Thermodynamic cycle related problem

[ibysaiyan]

Homework Statement

The problem is as following:

Homework Equations

$\Delta$ E = $\Delta$ Q-$\Delta$ W

The Attempt at a Solution

Now I know that if work is done by the system then work sign is negative and that if volume remains unchanged then no work is done.

Am I right to say that Internal energy @ C is 50 joules ?
How does that answer my question ? I know over all energy is conserved in cycle.

Any tips please.
Edit i see that the screenshot hasnt loaded i will edir it once i get back home
Thanks!

 

[ibysaiyan]

I have updated the main post.

I think i have worked out solution to this problem.
Given function are:

$\Delta$ Q ABC = 80J.
During this cycle 30j of work is done by the system. Therefore Internal energy at this cyle will be : $\Delta E$ = Q -W = 80-30 = 50j. Ec >EA by 50 joules ?

Now to answer part b)
It's given that work done by the system from A- > D = 20j. Heat entering at cycle DC = 20k aka internal energy. From previous part we know qabc = qab +qbc =70j so we can re arrange this to give us Qbc = 80-10 = 70j.
From A->D 70 joules of heat enters.

For the last answer where it asks for the comparison of internal energies I have got 50joules again.

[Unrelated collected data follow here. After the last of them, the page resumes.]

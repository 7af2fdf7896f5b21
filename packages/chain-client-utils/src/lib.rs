pub mod common;
pub mod tezos;
pub mod tezos_client;
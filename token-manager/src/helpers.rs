/// normalises the operation group id returned by the injection endpoint,
/// which comes back as a json string followed by a newline
pub fn clear_rpc_operation_group_hash(hash: &str) -> String {
    hash.replace('"', "").replacen('\n', "", 1)
}

#[cfg(test)]
mod tests {
    use super::*;

    #[test]
    fn test_clear_rpc_operation_group_hash() {
        assert_eq!(clear_rpc_operation_group_hash("\"abc123\"\n"), "abc123");
        assert_eq!(
            clear_rpc_operation_group_hash("\"oo\"\"pp\"\nq\n"),
            "ooppq\n"
        );
        assert_eq!(clear_rpc_operation_group_hash("plain"), "plain");
        assert_eq!(clear_rpc_operation_group_hash(""), "");
    }
}
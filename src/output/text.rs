//! Human-readable text output

use crate::config::BenchConfig;
use crate::stats::{RunResult, ThroughputPoint};
use crate::util::time::{format_bytes, format_number, format_rate};

/// Print the run configuration banner
pub fn print_configuration(config: &BenchConfig, runs: usize) {
    println!("Configuration:");
    println!("  Target:      {}", config.path.display());
    println!("  Test:        {}", config.test_type);
    println!("  File size:   {}", format_bytes(config.file_size));
    println!(
        "  Block size:  {} ({} blocks)",
        format_bytes(config.block_size),
        config.num_blocks()
    );
    println!("  Queue depth: {}", config.queue_depth);
    println!("  Duration:    {}s (warmup {}s)", config.duration_secs, config.warmup_secs);
    println!("  Direct IO:   {}", if config.direct { "requested" } else { "off" });
    if runs > 1 {
        println!("  Runs:        {}", runs);
    }
}

/// Print one live throughput sample
pub fn print_live_point(run: usize, point: &ThroughputPoint) {
    println!(
        "  [run {}] {:>4}s  {:>10.2} MB/s",
        run,
        point.second_index + 1,
        point.megabytes_per_second
    );
}

/// One-line summary of a run, e.g. `Run 1: 512.30 MB/s, QD=4, blk=128KB`
pub fn run_summary_line(run: usize, config: &BenchConfig, result: &RunResult) -> String {
    format!(
        "Run {}: {:.2} MB/s, QD={}, blk={}KB",
        run,
        result.avg_throughput_mbps,
        config.queue_depth,
        config.block_size / 1024
    )
}

/// Print the detailed results of one run
pub fn print_results(run: usize, config: &BenchConfig, result: &RunResult) {
    println!("═══════════════════════════════════════════════════════════");
    println!("  {}", run_summary_line(run, config, result));
    println!("═══════════════════════════════════════════════════════════");

    println!("Throughput: {:.2} MB/s", result.avg_throughput_mbps);
    println!("IOPS:       {}", format_rate(result.avg_iops));
    println!(
        "Total:      {} ops ({})",
        format_number(result.total_ops),
        format_bytes(result.total_bytes)
    );
    println!("Engine:     {}", result.io_engine_description);
    println!();

    println!("Latency:");
    let latency = &result.latency;
    if latency.samples > 0 {
        println!("  Mean: {:.3} ms", latency.mean_ms);
        println!("  p50:  {:.3} ms", latency.p50_ms);
        println!("  p95:  {:.3} ms", latency.p95_ms);
        println!("  p99:  {:.3} ms", latency.p99_ms);
        println!("  Max:  {:.3} ms", latency.max_ms);
    } else {
        println!("  No latency data collected");
    }

    if !result.note.is_empty() {
        println!();
        println!("Note: {}", result.note);
    }
    println!();
}

/// Mean of the per-run average throughput
pub fn mean_throughput(results: &[RunResult]) -> f64 {
    if results.is_empty() {
        return 0.0;
    }
    results.iter().map(|r| r.avg_throughput_mbps).sum::<f64>() / results.len() as f64
}

/// Print the per-run summary lines and their mean
pub fn print_summary(config: &BenchConfig, results: &[RunResult]) {
    println!("Summary:");
    for (i, result) in results.iter().enumerate() {
        println!("  {}", run_summary_line(i + 1, config, result));
    }
    if results.len() > 1 {
        println!("  Mean: {:.2} MB/s over {} runs", mean_throughput(results), results.len());
    }
}
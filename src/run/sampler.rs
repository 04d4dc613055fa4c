//! Per-second throughput sampler
//!
//! Runs on the controlling thread during the measurement phase. Every tick it
//! reads the cumulative byte counter, takes the delta from the previous
//! reading, and appends one [`ThroughputPoint`]. Ticks are scheduled against
//! absolute deadlines (`start + (i + 1)s`), so a late wakeup shortens the next
//! sleep instead of pushing every later sample back.
//!
//! A counter read may land between two workers' increments. That only moves a
//! few bytes from one bucket into the next; the series total stays exact.

use super::state::RunState;
use crate::stats::ThroughputPoint;
use crate::util::clock::{sleep_until, MonotonicInstant};
use crate::util::time::BYTES_PER_MB;
use std::time::Duration;

/// Upper bound on the up-front series allocation (one hour of points)
const MAX_PREALLOCATED_POINTS: u64 = 3600;

pub struct Sampler<'a> {
    state: &'a RunState,
    previous_bytes: u64,
    next_index: u32,
    series: Vec<ThroughputPoint>,
}

impl<'a> Sampler<'a> {
    /// Create a sampler whose first delta is taken from `baseline_bytes`
    pub fn new(state: &'a RunState, baseline_bytes: u64) -> Self {
        Self {
            state,
            previous_bytes: baseline_bytes,
            next_index: 0,
            series: Vec::new(),
        }
    }

    /// Take one sample now and append it to the series
    pub fn sample(&mut self) -> ThroughputPoint {
        let current = self.state.total_bytes();
        let delta = current.saturating_sub(self.previous_bytes);
        self.previous_bytes = current;

        let point = ThroughputPoint {
            second_index: self.next_index,
            megabytes_per_second: delta as f64 / BYTES_PER_MB,
        };
        self.next_index += 1;
        self.series.push(point);
        point
    }

    /// Sample once per second for `duration_secs` seconds starting at `start`
    ///
    /// `observer` sees each point as soon as it is produced.
    pub fn run<F>(mut self, start: MonotonicInstant, duration_secs: u64, mut observer: F) -> Vec<ThroughputPoint>
    where
        F: FnMut(&ThroughputPoint),
    {
        self.series.reserve(duration_secs.min(MAX_PREALLOCATED_POINTS) as usize);

        for i in 0..duration_secs {
            let deadline = start.offset_by(Duration::from_secs(i + 1));
            sleep_until(deadline);
            let point = self.sample();
            observer(&point);
        }

        self.series
    }
}

#[cfg(test)]
mod tests {
    use super::*;

    #[test]
    fn test_sample_deltas() {
        let state = RunState::new();
        state.record_transfer(1_048_576);

        // Baseline excludes the warmup megabyte
        let mut sampler = Sampler::new(&state, state.total_bytes());

        state.record_transfer(2 * 1_048_576);
        let p0 = sampler.sample();
        assert_eq!(p0.second_index, 0);
        assert_eq!(p0.megabytes_per_second, 2.0);

        let p1 = sampler.sample();
        assert_eq!(p1.second_index, 1);
        assert_eq!(p1.megabytes_per_second, 0.0);

        state.record_transfer(524_288);
        let p2 = sampler.sample();
        assert_eq!(p2.second_index, 2);
        assert_eq!(p2.megabytes_per_second, 0.5);
    }

    #[test]
    fn test_run_zero_duration() {
        let state = RunState::new();
        let mut seen = 0;
        let series = Sampler::new(&state, 0).run(MonotonicInstant::now(), 0, |_| seen += 1);
        assert!(series.is_empty());
        assert_eq!(seen, 0);
    }

    #[test]
    fn test_run_produces_one_point_per_second() {
        let state = RunState::new();
        let start = MonotonicInstant::now();
        let mut observed = Vec::new();

        let series = Sampler::new(&state, 0).run(start, 2, |p| observed.push(p.second_index));

        assert_eq!(series.len(), 2);
        assert_eq!(observed, vec![0, 1]);
        assert!(start.elapsed() >= Duration::from_secs(2));
        assert!(series.iter().all(|p| p.megabytes_per_second == 0.0));
    }
}
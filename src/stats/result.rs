//! Run result types

use super::histogram::LatencyHistogram;
use crate::target::IoMode;
use serde::{Deserialize, Serialize};
use std::time::Duration;

/// Throughput observed during one second of the measurement phase
#[derive(Debug, Clone, Copy, PartialEq, Serialize, Deserialize)]
pub struct ThroughputPoint {
    /// 0-based second within the measurement phase
    pub second_index: u32,

    /// MB (1,048,576 bytes) transferred during that second
    pub megabytes_per_second: f64,
}

/// Per-operation latency over the measurement phase, in milliseconds
///
/// All fields are zero only when no operation completed while measuring.
#[derive(Debug, Clone, Copy, PartialEq, Default, Serialize, Deserialize)]
pub struct LatencySummary {
    pub mean_ms: f64,
    pub p50_ms: f64,
    pub p95_ms: f64,
    pub p99_ms: f64,
    pub max_ms: f64,

    /// Number of operations the figures are based on
    pub samples: u64,
}

fn as_ms(d: Option<Duration>) -> f64 {
    d.map(|d| d.as_secs_f64() * 1000.0).unwrap_or(0.0)
}

impl LatencySummary {
    pub fn from_histogram(hist: &LatencyHistogram) -> Self {
        Self {
            mean_ms: as_ms(hist.mean()),
            p50_ms: as_ms(hist.percentile(50.0)),
            p95_ms: as_ms(hist.percentile(95.0)),
            p99_ms: as_ms(hist.percentile(99.0)),
            max_ms: as_ms(hist.max()),
            samples: hist.len(),
        }
    }
}

/// Outcome of one benchmark run
#[derive(Debug, Clone, PartialEq, Serialize, Deserialize)]
pub struct RunResult {
    /// Average throughput over the measurement phase (MB/s)
    pub avg_throughput_mbps: f64,

    /// Average operations per second over the measurement phase
    pub avg_iops: f64,

    pub latency: LatencySummary,

    /// Bytes transferred during the measurement phase; always `total_ops * block_size`
    pub total_bytes: u64,

    /// Operations completed during the measurement phase
    pub total_ops: u64,

    /// Transfer mechanism and achieved IO mode, e.g. `"pread/pwrite, O_DIRECT"`
    pub io_engine_description: String,

    /// IO mode the target was actually opened in
    pub io_mode: IoMode,

    /// One point per measured second, in order
    pub series: Vec<ThroughputPoint>,

    /// Human-readable remarks (worker faults, sync failures); empty when clean
    pub note: String,

    /// Number of workers that stopped on a failed or short transfer
    pub worker_faults: usize,
}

Can someone please criticize my working and shed some light over this.

Thank you.

 

[grzz]

Now to answer part b)
It's given that work done by the system from A- > D = 20j. Heat entering at cycle DC = 20k aka internal energy. From previous part we know qabc = qab +qbc =70j so we can re arrange this to give us Qbc = 80-10 = 70j.
From A->D 70 joules of heat enters.

Part (a) is Ok
Part (b)... why is heat entering during DC be 20k when problem says it is !0?

 

[ibysaiyan]

Part (a) is Ok
Part (b)... why is heat entering during DC be 20k when problem says it is !0?

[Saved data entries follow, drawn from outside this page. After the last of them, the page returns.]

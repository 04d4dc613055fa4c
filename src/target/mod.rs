//! Benchmark target
//!
//! The target is a single regular file shared by every worker of a run. It is
//! opened once by the run controller, handed to workers as a raw descriptor for
//! positioned IO, and synced and closed after the workers have joined.

use serde::{Deserialize, Serialize};

pub mod file;

pub use file::{open_file, open_target, open_target_with, OpenFn, OpenedTarget};

/// IO mode the target was actually opened in
#[derive(Debug, Clone, Copy, PartialEq, Eq, Serialize, Deserialize)]
#[serde(rename_all = "lowercase")]
pub enum IoMode {
    /// Page cache bypassed (`O_DIRECT`)
    Direct,

    /// Regular page-cache IO
    Buffered,
}

impl std::fmt::Display for IoMode {
    fn fmt(&self, f: &mut std::fmt::Formatter<'_>) -> std::fmt::Result {
        match self {
            IoMode::Direct => write!(f, "direct"),
            IoMode::Buffered => write!(f, "buffered"),
        }
    }
}
//! Configuration module
//!
//! Handles CLI argument parsing, TOML configuration files, and validation.
//! The result of all three is a single immutable [`BenchConfig`] handed to the
//! run controller.

pub mod cli;
pub mod cli_convert;
pub mod toml;
pub mod validator;

use crate::distribution::AccessPattern;
use crate::engine::OperationType;
use clap::ValueEnum;
use serde::{Deserialize, Serialize};
use std::fmt;
use std::path::PathBuf;
use std::str::FromStr;

/// Default target file size (2 GiB)
pub const DEFAULT_FILE_SIZE: u64 = 2048 * 1024 * 1024;
/// Default block size (128 KiB)
pub const DEFAULT_BLOCK_SIZE: u64 = 128 * 1024;
/// Default number of concurrent workers
pub const DEFAULT_QUEUE_DEPTH: usize = 4;
/// Default measurement window in seconds
pub const DEFAULT_DURATION_SECS: u64 = 20;
/// Default warmup in seconds
pub const DEFAULT_WARMUP_SECS: u64 = 3;

/// Complete configuration of one benchmark run
#[derive(Debug, Clone, PartialEq, Eq, Serialize, Deserialize)]
pub struct BenchConfig {
    /// Target file (created for write tests, must exist for read tests)
    pub path: PathBuf,
    /// Access pattern and direction
    pub test_type: TestType,
    /// File size in bytes; all offsets stay below this bound
    pub file_size: u64,
    /// Size of every transfer in bytes
    pub block_size: u64,
    /// Number of concurrent worker threads
    pub queue_depth: usize,
    /// Measurement window in whole seconds
    pub duration_secs: u64,
    /// Warmup before measurement, in whole seconds
    pub warmup_secs: u64,
    /// Try to bypass the page cache (O_DIRECT), falling back to buffered IO
    pub direct: bool,
}

impl BenchConfig {
    /// Configuration with default sizing for the given target and test type
    pub fn new(path: impl Into<PathBuf>, test_type: TestType) -> Self {
        Self {
            path: path.into(),
            test_type,
            file_size: DEFAULT_FILE_SIZE,
            block_size: DEFAULT_BLOCK_SIZE,
            queue_depth: DEFAULT_QUEUE_DEPTH,
            duration_secs: DEFAULT_DURATION_SECS,
            warmup_secs: DEFAULT_WARMUP_SECS,
            direct: false,
        }
    }

    /// Number of whole blocks the workers address
    pub fn num_blocks(&self) -> u64 {
        if self.block_size == 0 {
            0
        } else {
            self.file_size / self.block_size
        }
    }
}

/// Benchmark test type
#[derive(Debug, Clone, Copy, PartialEq, Eq, Hash, Serialize, Deserialize, ValueEnum)]
#[serde(rename_all = "kebab-case")]
pub enum TestType {
    /// Sequential writes
    #[serde(alias = "SEQ_WRITE")]
    #[value(alias = "SEQ_WRITE")]
    SeqWrite,
    /// Sequential reads
    #[serde(alias = "SEQ_READ")]
    #[value(alias = "SEQ_READ")]
    SeqRead,
    /// Random writes
    #[serde(alias = "RAND_WRITE")]
    #[value(alias = "RAND_WRITE")]
    RandWrite,
    /// Random reads
    #[serde(alias = "RAND_READ")]
    #[value(alias = "RAND_READ")]
    RandRead,
}

impl TestType {
    pub fn is_write(&self) -> bool {
        matches!(self, TestType::SeqWrite | TestType::RandWrite)
    }

    pub fn is_random(&self) -> bool {
        matches!(self, TestType::RandWrite | TestType::RandRead)
    }

    pub fn access_pattern(&self) -> AccessPattern {
        if self.is_random() {
            AccessPattern::Random
        } else {
            AccessPattern::Sequential
        }
    }

    pub fn operation(&self) -> OperationType {
        if self.is_write() {
            OperationType::Write
        } else {
            OperationType::Read
        }
    }

    /// Canonical upper-case name (`SEQ_WRITE`, ...)
    pub fn as_str(&self) -> &'static str {
        match self {
            TestType::SeqWrite => "SEQ_WRITE",
            TestType::SeqRead => "SEQ_READ",
            TestType::RandWrite => "RAND_WRITE",
            TestType::RandRead => "RAND_READ",
        }
    }
}

impl fmt::Display for TestType {
    fn fmt(&self, f: &mut fmt::Formatter<'_>) -> fmt::Result {
        f.write_str(self.as_str())
    }
}

impl FromStr for TestType {
    type Err = anyhow::Error;

    /// Accepts `SEQ_WRITE`, `seq-write`, `seq_write` and `seqwrite` spellings
    fn from_str(s: &str) -> Result<Self, Self::Err> {
        let normalized: String = s
            .trim()
            .chars()
            .filter(|c| *c != '-' && *c != '_')
            .collect::<String>()
            .to_lowercase();

        match normalized.as_str() {
            "seqwrite" => Ok(TestType::SeqWrite),
            "seqread" => Ok(TestType::SeqRead),
            "randwrite" => Ok(TestType::RandWrite),
            "randread" => Ok(TestType::RandRead),
            _ => anyhow::bail!(
                "Unknown test type '{}' (expected SEQ_WRITE, SEQ_READ, RAND_WRITE or RAND_READ)",
                s
            ),
        }
    }
}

Sorry I mean't 10j. I don't know why I keep stating in wrong numbers which even the question doesn't mention. So what am I doing wrong for part b ? :/

 

[grzz]

Sorry for my uprupt disappearance last time due a total power failure in our area.

Note that if the transfer of heat energy from D to C is 10J , this DOES NOT mean that the transfer of h.e. from A to B is the same. This is because though the processes DC and AB are both at constant volume, yet they occur under different conditions of P and T.

You may try using the 1st law of thermodynamics for AD and DC.

 

[ibysaiyan]

Sorry for my uprupt disappearance last time due a total power failure in our area.

Note that if the transfer of heat energy from D to C is 10J , this DOES NOT mean that the transfer of h.e. from A to B is the same. This is because though the processes DC and AB are both at constant volume, yet they occur under different conditions of P and T.

You may try using the 1st law of thermodynamics for AD and DC.

Hi,
thanks for your reply. As you have pointed out it's senseless of me to assume that heat at DC is similar to AB.
Am I right to say that Qabc - 80j (given) then QADC= 80j too ? [ I get 70 joules as the answer of heat entering into phase AD. Since QADC = AD+ DC =80J ,where DC =10.What am I missing ?

 

[grzz]

if QABC = 80J then QADC MAY NOT be equal to it because process ABC occurs under different P, V values from process ADC.

But, since the internal energy U of an IDEAL gas depends only on T and the initial and final temperatures of processes ABC and ADC are the same, then the change in INTERNAL ENERGY U is the same for ABC and ADC.

As I said before try using the !st law for AD and for DC.